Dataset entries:
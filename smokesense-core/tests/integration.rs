//! Integration tests for the log store and analytics pipeline
//!
//! These tests write logs through a file-backed [`Database`] and check the
//! views computed from what comes back out.

use chrono::{DateTime, Duration, FixedOffset, TimeZone, Utc};
use smokesense_core::analytics::{
    AnalyticsSnapshot, Archetype, BudgetStatus, Insights, RecoveryTracker,
};
use smokesense_core::config::AnalyticsConfig;
use smokesense_core::db::{Database, LogChange, LogFilter};
use smokesense_core::types::{Activity, Location, Mood, Profile, SmokeLog};
use tempfile::TempDir;

const USER: &str = "tester";

fn tz() -> FixedOffset {
    FixedOffset::east_opt(5 * 3600 + 1800).unwrap()
}

fn local(d: u32, h: u32, m: u32) -> DateTime<FixedOffset> {
    tz().with_ymd_and_hms(2025, 7, d, h, m, 0).unwrap()
}

fn log_at(ts: DateTime<FixedOffset>) -> SmokeLog {
    SmokeLog::new(USER, ts.with_timezone(&Utc))
}

fn open_db(dir: &TempDir) -> Database {
    let db = Database::open(&dir.path().join("data.db")).expect("open should succeed");
    db.migrate().expect("migrate should succeed");
    db
}

fn snapshot(db: &Database, now: &DateTime<FixedOffset>) -> AnalyticsSnapshot {
    let logs = db.list_logs(USER, &LogFilter::default()).unwrap();
    let profile = db.get_profile(USER).unwrap();
    AnalyticsSnapshot::compute(&logs, profile.as_ref(), &AnalyticsConfig::default(), now)
}

// ============================================
// Store -> views
// ============================================

#[test]
fn test_logs_survive_reopen() {
    let dir = TempDir::new().unwrap();
    {
        let db = open_db(&dir);
        db.insert_log(&log_at(local(3, 9, 0)).with_mood(Mood::Bored))
            .unwrap();
    }

    let db = open_db(&dir);
    let logs = db.list_logs(USER, &LogFilter::default()).unwrap();
    assert_eq!(logs.len(), 1);
    assert_eq!(logs[0].mood, Some(Mood::Bored));
}

#[test]
fn test_stress_pattern_end_to_end() {
    let dir = TempDir::new().unwrap();
    let db = open_db(&dir);

    let mut profile = Profile::new(USER);
    profile.daily_budget = Some(4);
    profile.unit_price = Some(18.0);
    db.save_profile(&profile).unwrap();

    for d in 1..=6 {
        db.insert_log(
            &log_at(local(d, 10, 0))
                .with_mood(Mood::Stressed)
                .with_activity(Activity::Work)
                .with_location(Location::Work),
        )
        .unwrap();
        db.insert_log(&log_at(local(d, 15, 0)).with_mood(Mood::Happy))
            .unwrap();
    }

    let now = local(6, 18, 0);
    let snap = snapshot(&db, &now);

    assert_eq!(snap.dashboard.today_count, 2);
    assert_eq!(snap.dashboard.week_total, 12);
    assert!(matches!(snap.dashboard.budget, BudgetStatus::Under { remaining: 2, .. }));
    assert_eq!(snap.dashboard.days_within_budget, Some(6));

    assert_eq!(snap.stats.total, 12);
    assert_eq!(snap.stats.peak_hour, 10);
    assert!((snap.stats.spend.total_spent - 12.0 * 18.0).abs() < 1e-9);

    let report = snap.insights.report().expect("insights should be unlocked");
    assert_eq!(report.archetype, Archetype::StressReliever);
    assert_eq!(report.main_trigger, Some("Stressed"));
    assert!((report.daily_average - 2.0).abs() < 1e-9);
}

#[test]
fn test_reset_today_uses_local_midnight() {
    let dir = TempDir::new().unwrap();
    let db = open_db(&dir);

    // 00:15 local on the 10th is still the 9th in UTC
    db.insert_log(&log_at(local(10, 0, 15))).unwrap();
    db.insert_log(&log_at(local(9, 23, 50))).unwrap();

    let now = local(10, 12, 0);
    assert_eq!(snapshot(&db, &now).dashboard.today_count, 1);

    let midnight = tz()
        .from_local_datetime(&now.date_naive().and_hms_opt(0, 0, 0).unwrap())
        .unwrap();
    let removed = db
        .delete_logs_since(USER, midnight.with_timezone(&Utc))
        .unwrap();
    assert_eq!(removed, 1);

    let snap = snapshot(&db, &now);
    assert_eq!(snap.dashboard.today_count, 0);
    assert_eq!(snap.dashboard.week_total, 1);
}

// ============================================
// Change notifications
// ============================================

#[test]
fn test_recompute_on_change() {
    let dir = TempDir::new().unwrap();
    let db = open_db(&dir);
    let changes = db.subscribe();

    let now = local(20, 21, 0);
    let mut tracker = RecoveryTracker::default();
    let mut previous = snapshot(&db, &now);
    assert!(matches!(previous.insights, Insights::NotEnoughData { logged: 0, .. }));

    for i in 0..5 {
        let log = log_at(now - Duration::hours(i + 1));
        db.insert_log(&log).unwrap();

        let change = changes.try_recv().expect("insert should notify");
        assert_eq!(change.user_id(), USER);
        if let Some(ts) = log.occurred_at() {
            tracker.on_log(ts);
        }

        let next = snapshot(&db, &now);
        assert_ne!(next, previous);
        previous = next;
    }

    assert!(previous.insights.report().is_some());
    // The first insert is the latest log, an hour before now
    assert_eq!(
        tracker.status(now.with_timezone(&Utc)),
        previous.dashboard.recovery
    );

    db.delete_all_logs(USER).unwrap();
    assert_eq!(
        changes.try_recv().unwrap(),
        LogChange::Deleted {
            user_id: USER.to_string(),
            count: 5
        }
    );
    tracker.clear();

    let cleared = snapshot(&db, &now);
    assert!(cleared.dashboard.recovery.is_none());
    assert_eq!(tracker.status(now.with_timezone(&Utc)), None);
}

▶ **WORK ORDER**
Write every entry out again. Keep each one exact.

▶ **YOUR RESPONSE**
filename smokesense-core/tests/integration.rs
//! Integration tests for the log store and analytics pipeline
//!
//! These tests write logs through a file-backed [`Database`] and check the
//! views computed from what comes back out.

use chrono::{DateTime, Duration, FixedOffset, TimeZone, Utc};
use smokesense_core::analytics::{
    AnalyticsSnapshot, Archetype, BudgetStatus, Insights, RecoveryTracker,
};
use smokesense_core::config::AnalyticsConfig;
use smokesense_core::db::{Database, LogChange, LogFilter};
use smokesense_core::types::{Activity, Location, Mood, Profile, SmokeLog};
use tempfile::TempDir;

const USER: &str = "tester";

fn tz() -> FixedOffset {
    FixedOffset::east_opt(5 * 3600 + 1800).unwrap()
}

fn local(d: u32, h: u32, m: u32) -> DateTime<FixedOffset> {
    tz().with_ymd_and_hms(2025, 7, d, h, m, 0).unwrap()
}

fn log_at(ts: DateTime<FixedOffset>) -> SmokeLog {
    SmokeLog::new(USER, ts.with_timezone(&Utc))
}

fn open_db(dir: &TempDir) -> Database {
    let db = Database::open(&dir.path().join("data.db")).expect("open should succeed");
    db.migrate().expect("migrate should succeed");
    db
}

fn snapshot(db: &Database, now: &DateTime<FixedOffset>) -> AnalyticsSnapshot {
    let logs = db.list_logs(USER, &LogFilter::default()).unwrap();
    let profile = db.get_profile(USER).unwrap();
    AnalyticsSnapshot::compute(&logs, profile.as_ref(), &AnalyticsConfig::default(), now)
}

// ============================================
// Store -> views
// ============================================

#[test]
fn test_logs_survive_reopen() {
    let dir = TempDir::new().unwrap();
    {
        let db = open_db(&dir);
        db.insert_log(&log_at(local(3, 9, 0)).with_mood(Mood::Bored))
            .unwrap();
    }

    let db = open_db(&dir);
    let logs = db.list_logs(USER, &LogFilter::default()).unwrap();
    assert_eq!(logs.len(), 1);
    assert_eq!(logs[0].mood, Some(Mood::Bored));
}

#[test]
fn test_stress_pattern_end_to_end() {
    let dir = TempDir::new().unwrap();
    let db = open_db(&dir);

    let mut profile = Profile::new(USER);
    profile.daily_budget = Some(4);
    profile.unit_price = Some(18.0);
    db.save_profile(&profile).unwrap();

    for d in 1..=6 {
        db.insert_log(
            &log_at(local(d, 10, 0))
                .with_mood(Mood::Stressed)
                .with_activity(Activity::Work)
                .with_location(Location::Work),
        )
        .unwrap();
        db.insert_log(&log_at(local(d, 15, 0)).with_mood(Mood::Happy))
            .unwrap();
    }

    let now = local(6, 18, 0);
    let snap = snapshot(&db, &now);

    assert_eq!(snap.dashboard.today_count, 2);
    assert_eq!(snap.dashboard.week_total, 12);
    assert!(matches!(snap.dashboard.budget, BudgetStatus::Under { remaining: 2, .. }));
    assert_eq!(snap.dashboard.days_within_budget, Some(6));

    assert_eq!(snap.stats.total, 12);
    assert_eq!(snap.stats.peak_hour, 10);
    assert!((snap.stats.spend.total_spent - 12.0 * 18.0).abs() < 1e-9);

    let report = snap.insights.report().expect("insights should be unlocked");
    assert_eq!(report.archetype, Archetype::StressReliever);
    assert_eq!(report.main_trigger, Some("Stressed"));
    assert!((report.daily_average - 2.0).abs() < 1e-9);
}

#[test]
fn test_reset_today_uses_local_midnight() {
    let dir = TempDir::new().unwrap();
    let db = open_db(&dir);

    // 00:15 local on the 10th is still the 9th in UTC
    db.insert_log(&log_at(local(10, 0, 15))).unwrap();
    db.insert_log(&log_at(local(9, 23, 50))).unwrap();

    let now = local(10, 12, 0);
    assert_eq!(snapshot(&db, &now).dashboard.today_count, 1);

    let midnight = tz()
        .from_local_datetime(&now.date_naive().and_hms_opt(0, 0, 0).unwrap())
        .unwrap();
    let removed = db
        .delete_logs_since(USER, midnight.with_timezone(&Utc))
        .unwrap();
    assert_eq!(removed, 1);

    let snap = snapshot(&db, &now);
    assert_eq!(snap.dashboard.today_count, 0);
    assert_eq!(snap.dashboard.week_total, 1);
}

// ============================================
// Change notifications
// ============================================

#[test]
fn test_recompute_on_change() {
    let dir = TempDir::new().unwrap();
    let db = open_db(&dir);
    let changes = db.subscribe();

    let now = local(20, 21, 0);
    let mut tracker = RecoveryTracker::default();
    let mut previous = snapshot(&db, &now);
    assert!(matches!(previous.insights, Insights::NotEnoughData { logged: 0, .. }));

    for i in 0..5 {
        let log = log_at(now - Duration::hours(i + 1));
        db.insert_log(&log).unwrap();

        let change = changes.try_recv().expect("insert should notify");
        assert_eq!(change.user_id(), USER);
        if let Some(ts) = log.occurred_at() {
            tracker.on_log(ts);
        }

        let next = snapshot(&db, &now);
        assert_ne!(next, previous);
        previous = next;
    }

    assert!(previous.insights.report().is_some());
    // The first insert is the latest log, an hour before now
    assert_eq!(
        tracker.status(now.with_timezone(&Utc)),
        previous.dashboard.recovery
    );

    db.delete_all_logs(USER).unwrap();
    assert_eq!(
        changes.try_recv().unwrap(),
        LogChange::Deleted {
            user_id: USER.to_string(),
            count: 5
        }
    );
    tracker.clear();

    let cleared = snapshot(&db, &now);
    assert!(cleared.dashboard.recovery.is_none());
    assert_eq!(tracker.status(now.with_timezone(&Utc)), None);
}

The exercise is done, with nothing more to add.